When we put words to a thought, we have to compress something that is like a web in our mind, filled with connections and associations going in all directions, turning that web into a sequential string of words; we have to compress what is high-dimensional into something low-dimensional.
[C]ompression is effortful. It takes intense concentration to find the right words (rather than the sloppy ones that first come to mind), and then to put them in the proper order.
If we can avoid the compression step, and do the manipulations directly in the high-dimensional, non-linguistic, conceptual space, we can move much faster. But this is a big if. Most people, myself included, have too weak mental models to do this kind of processing for complex problems, and so, our thoughts are riddled with contradictions and holes that we often don’t notice unless we try to write them down. We can move faster in wordless thought, but we’re moving at random. If, however, you have deep expertise in an area, like the mathematicians, it is possible to let go of the language compression and do a much faster search.
The insights arrived at wordlessly need to be submitted to the rigor of mathematical notation and logic, to test their validity. It is a sort of feedback mechanism: unless the intuition holds up on the page, it is a false intuition.
The written results also work as relay results. By writing something down and making sure it is solid, we can offload that thought from working memory and instead use it as a building block for the next step of the thought.

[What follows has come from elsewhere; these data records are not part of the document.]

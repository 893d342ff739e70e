use std::sync::{Arc, Mutex};

use axum::{
    http::StatusCode,
    routing::{get, post},
    Json, Router,
};
use context_panel::{
    AddContextRequest, Category, ContextEntry, ContextPanel, ContextStore, ContextStoreError,
    HttpContextStore, HttpContextStoreOptions, Phase, RenderView,
};
use serde_json::{json, Value};

async fn serve(router: Router) -> String {
    let listener = tokio::net::TcpListener::bind("127.0.0.1:0")
        .await
        .expect("bind ephemeral port");
    let addr = listener.local_addr().expect("local addr");
    tokio::spawn(async move {
        axum::serve(listener, router).await.expect("serve");
    });
    format!("http://{addr}")
}

async fn store_for(router: Router) -> HttpContextStore {
    let base_url = serve(router).await;
    HttpContextStore::new(HttpContextStoreOptions {
        base_url: Some(base_url),
        client: None,
    })
}

#[tokio::test]
async fn fetch_all_parses_the_collection() {
    let router = Router::new().route(
        "/get_context",
        get(|| async {
            Json(json!({
                "contexts": [
                    {"text": "A", "category": "education"},
                    {"text": "B", "category": "background", "confidence": 0.9},
                ]
            }))
        }),
    );
    let store = store_for(router).await;

    let entries = store.fetch_all().await.unwrap();
    assert_eq!(
        entries,
        vec![
            ContextEntry {
                text: "A".to_string(),
                category: Category::Education,
                confidence: None,
            },
            ContextEntry {
                text: "B".to_string(),
                // Legacy category strings degrade to Unknown.
                category: Category::Unknown,
                confidence: Some(0.9),
            },
        ]
    );
}

#[tokio::test]
async fn missing_or_non_array_contexts_field_is_an_empty_collection() {
    let router = Router::new().route("/get_context", get(|| async { Json(json!({})) }));
    let store = store_for(router).await;
    assert!(store.fetch_all().await.unwrap().is_empty());

    let router =
        Router::new().route("/get_context", get(|| async { Json(json!({"contexts": 42})) }));
    let store = store_for(router).await;
    assert!(store.fetch_all().await.unwrap().is_empty());
}

#[tokio::test]
async fn fetch_all_fails_on_non_success_status() {
    let router = Router::new().route(
        "/get_context",
        get(|| async { (StatusCode::INTERNAL_SERVER_ERROR, "boom") }),
    );
    let store = store_for(router).await;

    match store.fetch_all().await {
        Err(ContextStoreError::StatusCode(status, body)) => {
            assert_eq!(status, reqwest::StatusCode::INTERNAL_SERVER_ERROR);
            assert_eq!(body, "boom");
        }
        other => panic!("expected status error, got {other:?}"),
    }
}

#[tokio::test]
async fn add_posts_the_draft_and_returns_the_stored_entry() {
    let seen: Arc<Mutex<Vec<Value>>> = Arc::default();
    let recorded = seen.clone();
    let router = Router::new().route(
        "/add_context",
        post(move |Json(body): Json<Value>| {
            let recorded = recorded.clone();
            async move {
                recorded.lock().unwrap().push(body.clone());
                Json(json!({
                    "text": body["text"],
                    "category": body["category"],
                    "confidence": 1.0,
                }))
            }
        }),
    );
    let store = store_for(router).await;

    let entry = store
        .add(&AddContextRequest {
            text: "Learned Go".to_string(),
            category: Category::Skill,
        })
        .await
        .unwrap();

    assert_eq!(
        entry,
        ContextEntry {
            text: "Learned Go".to_string(),
            category: Category::Skill,
            confidence: Some(1.0),
        }
    );
    assert_eq!(
        *seen.lock().unwrap(),
        vec![json!({"text": "Learned Go", "category": "skill"})]
    );
}

#[tokio::test]
async fn add_surfaces_an_application_level_rejection() {
    let router = Router::new().route(
        "/add_context",
        post(|| async { Json(json!({"status": "error", "message": "duplicate"})) }),
    );
    let store = store_for(router).await;

    let error = store
        .add(&AddContextRequest {
            text: "A".to_string(),
            category: Category::Education,
        })
        .await
        .unwrap_err();

    assert!(matches!(error, ContextStoreError::Rejected(ref message) if message == "duplicate"));
}

#[tokio::test]
async fn add_fails_on_non_success_status() {
    let router = Router::new().route(
        "/add_context",
        post(|| async { (StatusCode::INTERNAL_SERVER_ERROR, "down") }),
    );
    let store = store_for(router).await;

    let error = store
        .add(&AddContextRequest {
            text: "A".to_string(),
            category: Category::Education,
        })
        .await
        .unwrap_err();

    match error {
        ContextStoreError::StatusCode(status, _) => {
            assert_eq!(status, reqwest::StatusCode::INTERNAL_SERVER_ERROR);
        }
        other => panic!("expected status error, got {other:?}"),
    }
}

#[tokio::test]
async fn panel_loads_and_submits_over_http() {
    let router = Router::new()
        .route(
            "/get_context",
            get(|| async { Json(json!({"contexts": [{"text": "A", "category": "education"}]})) }),
        )
        .route(
            "/add_context",
            post(|Json(body): Json<Value>| async move {
                Json(json!({"text": body["text"], "category": body["category"]}))
            }),
        );
    let store = Arc::new(store_for(router).await);

    let panel = ContextPanel::new(store);
    panel.initial_load().await;
    assert_eq!(panel.phase(), Phase::Ready);

    panel.set_draft_category(Category::Skill);
    panel.set_draft_text("Learned Go");
    panel.submit().await.unwrap();

    match panel.view() {
        RenderView::Ready {
            entries,
            draft_text,
            ..
        } => {
            let texts: Vec<_> = entries.iter().map(|entry| entry.text.as_str()).collect();
            assert_eq!(texts, vec!["A", "Learned Go"]);
            assert_eq!(draft_text, "");
        }
        view => panic!("expected ready view, got {view:?}"),
    }
}
use crate::{
    errors::{ContextStoreError, ContextStoreResult},
    types::{AddContextRequest, ContextEntry},
};
use async_trait::async_trait;
use reqwest::{header, Client};
use serde_json::Value;

const DEFAULT_BASE_URL: &str = "http://localhost:8000";

/// The remote store that persists context entries.
///
/// The panel only ever reads the full collection and appends single
/// entries; there is no update or delete surface.
#[async_trait]
pub trait ContextStore: Send + Sync {
    /// Fetch the full context collection.
    async fn fetch_all(&self) -> ContextStoreResult<Vec<ContextEntry>>;

    /// Persist a new entry and return the stored object, which may echo or
    /// augment the submission.
    async fn add(&self, request: &AddContextRequest) -> ContextStoreResult<ContextEntry>;
}

/// `ContextStore` implementation over the store's HTTP interface.
pub struct HttpContextStore {
    base_url: String,
    client: Client,
}

#[derive(Clone, Default)]
pub struct HttpContextStoreOptions {
    /// Overrides the default remote store location.
    pub base_url: Option<String>,
    pub client: Option<Client>,
}

impl HttpContextStore {
    #[must_use]
    pub fn new(options: HttpContextStoreOptions) -> Self {
        let HttpContextStoreOptions { base_url, client } = options;

        let base_url = base_url
            .unwrap_or_else(|| DEFAULT_BASE_URL.to_string())
            .trim_end_matches('/')
            .to_string();
        let client = client.unwrap_or_else(Client::new);

        Self { base_url, client }
    }
}

#[async_trait]
impl ContextStore for HttpContextStore {
    async fn fetch_all(&self) -> ContextStoreResult<Vec<ContextEntry>> {
        let url = format!("{}/get_context", self.base_url);
        tracing::debug!(%url, "fetching context collection");
        let response = self
            .client
            .get(&url)
            .header(header::CONTENT_TYPE, "application/json")
            .send()
            .await?;
        let body = read_json(response).await?;
        // A missing or non-array `contexts` field is an empty collection,
        // not an error.
        match body.get("contexts") {
            Some(contexts @ Value::Array(_)) => Ok(serde_json::from_value(contexts.clone())?),
            _ => Ok(Vec::new()),
        }
    }

    async fn add(&self, request: &AddContextRequest) -> ContextStoreResult<ContextEntry> {
        let url = format!("{}/add_context", self.base_url);
        tracing::debug!(%url, category = %request.category, "adding context entry");
        let response = self.client.post(&url).json(request).send().await?;
        let body = read_json(response).await?;
        if body.get("status").and_then(Value::as_str) == Some("error") {
            let message = body
                .get("message")
                .and_then(Value::as_str)
                .unwrap_or("the store rejected the entry")
                .to_string();
            return Err(ContextStoreError::Rejected(message));
        }
        Ok(serde_json::from_value(body)?)
    }
}

/// Parse the response body as JSON.
/// Throws error on non-success status code.
async fn read_json(response: reqwest::Response) -> ContextStoreResult<Value> {
    if response.status().is_success() {
        Ok(response.json().await?)
    } else {
        Err(ContextStoreError::StatusCode(
            response.status(),
            response.text().await.unwrap_or_default(),
        ))
    }
}
/// The three independent preference sliders shown next to the context
/// panel. Plain numeric controls in `[0.0, 1.0]`; nothing observes them and
/// they observe nothing.
#[derive(Debug, Clone, Copy, Default, PartialEq)]
pub struct PreferenceSliders {
    time_constraint: f64,
    risk: f64,
    importance: f64,
}

impl PreferenceSliders {
    #[must_use]
    pub fn new() -> Self {
        Self::default()
    }

    #[must_use]
    pub fn time_constraint(&self) -> f64 {
        self.time_constraint
    }

    #[must_use]
    pub fn risk(&self) -> f64 {
        self.risk
    }

    #[must_use]
    pub fn importance(&self) -> f64 {
        self.importance
    }

    pub fn set_time_constraint(&mut self, value: f64) {
        self.time_constraint = value.clamp(0.0, 1.0);
    }

    pub fn set_risk(&mut self, value: f64) {
        self.risk = value.clamp(0.0, 1.0);
    }

    pub fn set_importance(&mut self, value: f64) {
        self.importance = value.clamp(0.0, 1.0);
    }
}
//! Test doubles for the remote store boundary.

use std::{collections::VecDeque, sync::Mutex};

use crate::{
    errors::{ContextStoreError, ContextStoreResult},
    store::ContextStore,
    types::{AddContextRequest, ContextEntry},
};

/// Result for a mocked `fetch_all` call.
pub enum MockFetchResult {
    Entries(Vec<ContextEntry>),
    Error(ContextStoreError),
}

impl From<Vec<ContextEntry>> for MockFetchResult {
    fn from(entries: Vec<ContextEntry>) -> Self {
        Self::Entries(entries)
    }
}

impl From<ContextStoreError> for MockFetchResult {
    fn from(error: ContextStoreError) -> Self {
        Self::Error(error)
    }
}

/// Result for a mocked `add` call.
pub enum MockAddResult {
    Entry(ContextEntry),
    Error(ContextStoreError),
}

impl From<ContextEntry> for MockAddResult {
    fn from(entry: ContextEntry) -> Self {
        Self::Entry(entry)
    }
}

impl From<ContextStoreError> for MockAddResult {
    fn from(error: ContextStoreError) -> Self {
        Self::Error(error)
    }
}

#[derive(Default)]
struct MockContextStoreState {
    mocked_fetch_results: VecDeque<MockFetchResult>,
    mocked_add_results: VecDeque<MockAddResult>,
    tracked_fetch_calls: usize,
    tracked_add_requests: Vec<AddContextRequest>,
}

/// A mock context store for testing that tracks requests and yields
/// predefined outcomes.
#[derive(Default)]
pub struct MockContextStore {
    state: Mutex<MockContextStoreState>,
}

impl MockContextStore {
    pub fn new() -> Self {
        Self::default()
    }

    /// Enqueue a mocked fetch result.
    pub fn enqueue_fetch<R: Into<MockFetchResult>>(&self, result: R) -> &Self {
        let mut state = self.state.lock().expect("mock state poisoned");
        state.mocked_fetch_results.push_back(result.into());
        drop(state);
        self
    }

    /// Enqueue a mocked add result.
    pub fn enqueue_add<R: Into<MockAddResult>>(&self, result: R) -> &Self {
        let mut state = self.state.lock().expect("mock state poisoned");
        state.mocked_add_results.push_back(result.into());
        drop(state);
        self
    }

    /// Number of `fetch_all` calls seen so far.
    pub fn fetch_calls(&self) -> usize {
        let state = self.state.lock().expect("mock state poisoned");
        state.tracked_fetch_calls
    }

    /// The add requests seen so far, in arrival order.
    pub fn tracked_add_requests(&self) -> Vec<AddContextRequest> {
        let state = self.state.lock().expect("mock state poisoned");
        state.tracked_add_requests.clone()
    }
}

#[async_trait::async_trait]
impl ContextStore for MockContextStore {
    async fn fetch_all(&self) -> ContextStoreResult<Vec<ContextEntry>> {
        let mut state = self.state.lock().expect("mock state poisoned");
        state.tracked_fetch_calls += 1;

        let result = state.mocked_fetch_results.pop_front().ok_or_else(|| {
            ContextStoreError::Rejected("no mocked fetch results available".into())
        })?;

        match result {
            MockFetchResult::Entries(entries) => Ok(entries),
            MockFetchResult::Error(error) => Err(error),
        }
    }

    async fn add(&self, request: &AddContextRequest) -> ContextStoreResult<ContextEntry> {
        let mut state = self.state.lock().expect("mock state poisoned");
        state.tracked_add_requests.push(request.clone());

        let result = state
            .mocked_add_results
            .pop_front()
            .ok_or_else(|| ContextStoreError::Rejected("no mocked add results available".into()))?;

        match result {
            MockAddResult::Entry(entry) => Ok(entry),
            MockAddResult::Error(error) => Err(error),
        }
    }
}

When writing, there are all sorts of details that need to be specified for our paragraphs to make sense, and if we don’t know what should go into a sentence, it is all too easy to fill in the uncertain parts with guesses. At least my brain has the most miraculous autocomplete function and supplies me with credible endings to any sentence I start—often credible nonsense. But when the nonsense is there on the page, next to thoughts I’ve settled through hard work, it looks respectable! It often takes considerable work to realize I’ve fooled myself.